Chia pudding is a versatile, make-ahead, grab-and-go breakfast staple at our house. It is incredibly easy to prepare and can literally be thrown together in minutes the night before.
This version is a family favourite. It's wonderfully creamy and chocolatey, contains no gluten or added sugar and is absolutely loaded with vitamins & minerals, antioxidants, healthy fats, fibre and protein. What a perfect way to start the day!
Chia seeds have a mild nutty taste and are extremely nutrient-dense. They are rich in fibre, minerals, plant protein, antioxidants, and omega 3s.
In fact, a 2 Tbsp serving of chia seeds contains approximately 4 grams of protein and 12 grams of carbohydrate, of which 11 grams are actually fibre!
Unfortunately, the ALA fatty acids in chia seeds are not easily converted by our bodies into EPA & DHA, the omega 3s our bodies need. This means it is still important to consume omega 3-rich fish or take supplements with fish oils or vegan algae.
Crazy for Cacao
Cacao is the purest form of chocolate we can consume. It is free of all the unhealthy sugar and other additives found in most processed chocolate.
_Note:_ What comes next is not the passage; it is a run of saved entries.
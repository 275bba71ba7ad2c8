//! Procedurally assembled creatures.
//!
//! Each catalog id maps to one of five fixed archetype templates built from
//! primitive solids. The assembler turns those parts into an entity
//! hierarchy with a grounded collider, a pickable body and a hover marker.

/// Idle breathing and bob animations.
pub mod animation;

/// Archetype selection by catalog id and part assembly.
pub mod archetype;

/// Entity hierarchy spawning for catalog records.
pub mod assembler;

/// Primitive body parts: shapes, materials and local transforms.
pub mod parts;

/// Hand-authored part lists for each archetype.
pub mod templates;
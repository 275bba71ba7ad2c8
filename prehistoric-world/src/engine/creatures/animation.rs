use bevy::prelude::*;
use constants::animation::{
    BOB_AMPLITUDE, BOB_FREQUENCY, BREATHING_AMPLITUDE, BREATHING_FREQUENCY,
};

/// Breathing oscillation on the body group's Y scale.
#[derive(Component, Debug, Clone, Copy)]
pub struct Breathing {
    pub base_scale_y: f32,
}

/// Vertical bob of the fixed body root.
#[derive(Component, Debug, Clone, Copy)]
pub struct Bob {
    pub base_y: f32,
}

pub fn breathing_scale_y(elapsed: f32, base_scale_y: f32) -> f32 {
    base_scale_y * (1.0 + (elapsed * BREATHING_FREQUENCY).sin() * BREATHING_AMPLITUDE)
}

pub fn bob_height(elapsed: f32, base_y: f32) -> f32 {
    base_y + (elapsed * BOB_FREQUENCY).sin() * BOB_AMPLITUDE
}

// Both systems recompute from the base value every frame
pub fn breathe_creatures(time: Res<Time>, mut bodies: Query<(&Breathing, &mut Transform)>) {
    let elapsed = time.elapsed_secs();
    for (breathing, mut transform) in &mut bodies {
        transform.scale.y = breathing_scale_y(elapsed, breathing.base_scale_y);
    }
}

pub fn bob_creatures(time: Res<Time>, mut roots: Query<(&Bob, &mut Transform)>) {
    let elapsed = time.elapsed_secs();
    for (bob, mut transform) in &mut roots {
        transform.translation.y = bob_height(elapsed, bob.base_y);
    }
}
Cacao is loaded with minerals such as magnesium and iron, as well as health-promoting flavonoids. These powerful antioxidants are believed to help reduce the risk of hypertension, diabetes, cardiovascular disease, and cancer.
Furthermore, cacao both contains and triggers the release of natural feel-good chemicals in our bodies such as serotonin and phenylethylamine (PEA). PEA is the same neurotransmitter that is released when we fall in love!!
Cherry Chocolate Almond Chia Pudding Recipe
Ingredients for 4 servings:
1 can (1.5 cups) organic full-fat coconut milk
1 cup unsweetened almond milk (I like to use my Almond Cow to make homemade plant-based milk)
1/4 cup Nuzest Clean Lean chocolate, vanilla, or natural protein powder, or shelled hemp seeds
2 Tbsp almond butter
2 Tbsp raw cacao powder
1/2 tsp pure almond extract (optional)
optional Lakanto monkfruit, pure stevia, or raw honey (nonvegan), adjusted to taste
1/2 cup chia seeds
topping: warm cherry compote (frozen cherries heated until thick and syrupy), toasted coconut chips, raw cacao nibs or dark chocolate chips, nuts and/or nut butter, granola, or toppings of choice
Put coconut milk, almond milk, protein powder or hemp seeds, almond butter, cacao, and almond extract into a blender container and blend on high until well-mixed. Sweeten to taste.
Add chia seeds and pulse-blend a couple of times until just combined.
Pour into a bowl or single-serving mason jars and seal tightly.
Let sit for 10 minutes, then whisk and cover or shake well and put in fridge overnight.
In the morning, add toppings, serve & enjoy!
Here I enjoyed the pudding cold but topped it with a warm cherry compote. Alternatively, Cherry Chocolate Almond Chia Pudding can be stored in an airtight container in the fridge for 4 to 5 days and then served cold or heated as desired.